Sooner or later, I will convince one of you to try rabbit. Anne, from Mud Splattered Boots, is the only other advocate I have come across.
I have convinced Maus. At first, she would screw up her nose at the suggestion of rabbit but, slowly, she is being won over. After she ate the subject of tonight’s post, she said it was nice. The next night, I didn’t have an opportunity to cook anything so it was rabbit, again, and I received no complaints.
This is a very simple dish. It, basically, requires that the rabbit be browned and then cooked in white wine. A while ago, I made Coniglio in Agro-dolce which is, essentially, rabbit cooked in red wine, with the addition of vinegar, sultanas and pine nuts. I was not so impressed with that recipe. This one, however, is simple and very enjoyable.
The only issue I found with the recipe: How much is ‘2 glasses of dry white wine’? I was thinking 200 mils but Maus thought more. I put in 200 mils, then a couple more very decent slugs and it may have been a bit over the top. I ended up with a little too much fluid.
This recipe is from Carluccio’s Complete Italian Food by Antonio and Priscilla Carluccio.

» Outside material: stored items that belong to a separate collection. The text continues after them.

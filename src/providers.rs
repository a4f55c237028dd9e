//! Provider protocols and built-in upstream presets.
//!
//! [`ProviderKind`] is the closed set of wire protocols the bridge can speak.
//! Each preset names a common upstream, its base URL, which protocol it uses
//! and the environment variable that usually holds its API key.

use std::fmt;
use std::str::FromStr;

use serde::{Deserialize, Serialize};

use crate::error::BridgeError;

/// Wire protocol spoken by a client or an upstream provider.
#[derive(Debug, Clone, Copy, PartialEq, Eq, PartialOrd, Ord, Hash, Serialize, Deserialize)]
#[serde(rename_all = "lowercase")]
pub enum ProviderKind {
    /// `OpenAI` Chat Completions.
    OpenAi,
    /// Anthropic Messages.
    Anthropic,
}

impl ProviderKind {
    #[must_use]
    pub fn as_str(self) -> &'static str {
        match self {
            ProviderKind::OpenAi => "openai",
            ProviderKind::Anthropic => "anthropic",
        }
    }

    /// Path appended to the upstream base URL.
    #[must_use]
    pub fn upstream_path(self) -> &'static str {
        match self {
            ProviderKind::OpenAi => "/chat/completions",
            ProviderKind::Anthropic => "/v1/messages",
        }
    }

    /// Route the bridge serves for clients speaking this protocol.
    #[must_use]
    pub fn client_route(self) -> &'static str {
        match self {
            ProviderKind::OpenAi => "/v1/chat/completions",
            ProviderKind::Anthropic => "/v1/messages",
        }
    }

    #[must_use]
    pub fn auth_headers(self, api_key: &str) -> Vec<(&'static str, String)> {
        match self {
            ProviderKind::OpenAi => vec![("Authorization", format!("Bearer {api_key}"))],
            ProviderKind::Anthropic => vec![
                ("x-api-key", api_key.to_string()),
                ("anthropic-version", "2023-06-01".to_string()),
            ],
        }
    }
}

impl fmt::Display for ProviderKind {
    fn fmt(&self, f: &mut fmt::Formatter<'_>) -> fmt::Result {
        f.write_str(self.as_str())
    }
}

impl FromStr for ProviderKind {
    type Err = BridgeError;

    fn from_str(s: &str) -> Result<Self, Self::Err> {
        match s.to_lowercase().as_str() {
            "openai" => Ok(ProviderKind::OpenAi),
            "anthropic" => Ok(ProviderKind::Anthropic),
            _ => Err(BridgeError::UnknownProvider(s.to_string())),
        }
    }
}

/// Built-in upstream presets. Users only need to name one in their config.
#[derive(Debug, Clone)]
pub struct ProviderPreset {
    pub name: &'static str,
    pub base_url: &'static str,
    pub kind: ProviderKind,
    pub default_api_key_env: &'static str,
}

const PRESETS: &[ProviderPreset] = &[
    ProviderPreset {
        name: "openai",
        base_url: "https://api.openai.com/v1",
        kind: ProviderKind::OpenAi,
        default_api_key_env: "OPENAI_API_KEY",
    },
    ProviderPreset {
        name: "openrouter",
        base_url: "https://openrouter.ai/api/v1",
        kind: ProviderKind::OpenAi,
        default_api_key_env: "OPENROUTER_API_KEY",
    },
    ProviderPreset {
        name: "fireworks",
        base_url: "https://api.fireworks.ai/inference/v1",
        kind: ProviderKind::OpenAi,
        default_api_key_env: "FIREWORKS_API_KEY",
    },
    ProviderPreset {
        name: "grok",
        base_url: "https://api.x.ai/v1",
        kind: ProviderKind::OpenAi,
        default_api_key_env: "XAI_API_KEY",
    },
    ProviderPreset {
        name: "together",
        base_url: "https://api.together.xyz/v1",
        kind: ProviderKind::OpenAi,
        default_api_key_env: "TOGETHER_API_KEY",
    },
    ProviderPreset {
        name: "groq",
        base_url: "https://api.groq.com/openai/v1",
        kind: ProviderKind::OpenAi,
        default_api_key_env: "GROQ_API_KEY",
    },
    ProviderPreset {
        name: "deepseek",
        base_url: "https://api.deepseek.com/v1",
        kind: ProviderKind::OpenAi,
        default_api_key_env: "DEEPSEEK_API_KEY",
    },
    ProviderPreset {
        name: "anthropic",
        base_url: "https://api.anthropic.com",
        kind: ProviderKind::Anthropic,
        default_api_key_env: "ANTHROPIC_API_KEY",
    },
];

impl ProviderPreset {
    #[must_use]
    pub fn from_name(name: &str) -> Option<&'static ProviderPreset> {
        let name = name.to_lowercase();
        PRESETS.iter().find(|p| p.name == name)
    }

    #[must_use]
    pub fn all() -> &'static [ProviderPreset] {
        PRESETS
    }
}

- 1 rabbit, cut into 8-10 pieces.
- flour, for dusting
- olive oil
- 1 large onion, thinly sliced
- 1 garlic clove, chopped
- 1 rosemary sprig
- a few sage leaves
- a few small thyme sprigs
- 2 glasses dry white wine (I would start with 200mils and see how you go)
- 120 mils of tomato pulp
- 100g black olives (I know mine aren’t black. I always use whatever I have open)
- salt & pepper
- Wash and pat dry the rabbit pieces. Dust them with flour.
- Heat the olive oil in a large casserole dish and brown the rabbit on all sides. Set aside.
- Deglaze the pan with a bit of water and then add the onion, garlic and herbs. Reduce the heat and cook until the onions are translucent and softened.
- Stir in the wine and let it bubble to allow some of the alcohol to evaporate.
- Add the tomato pulp and seasoning.
- Add back the rabbit pieces. Cover the dish.
- Cook over a medium heat for 1½ hours or until the rabbit is tender. If you don’t have enough fluid, add a bit more wine or water or, better still, if you have some handy, stock. If you have too much fluid, let it simmer for awhile without a lid.
- Add the olives and adjust the seasoning to taste.
- Decorate with some extra herbs, if desired.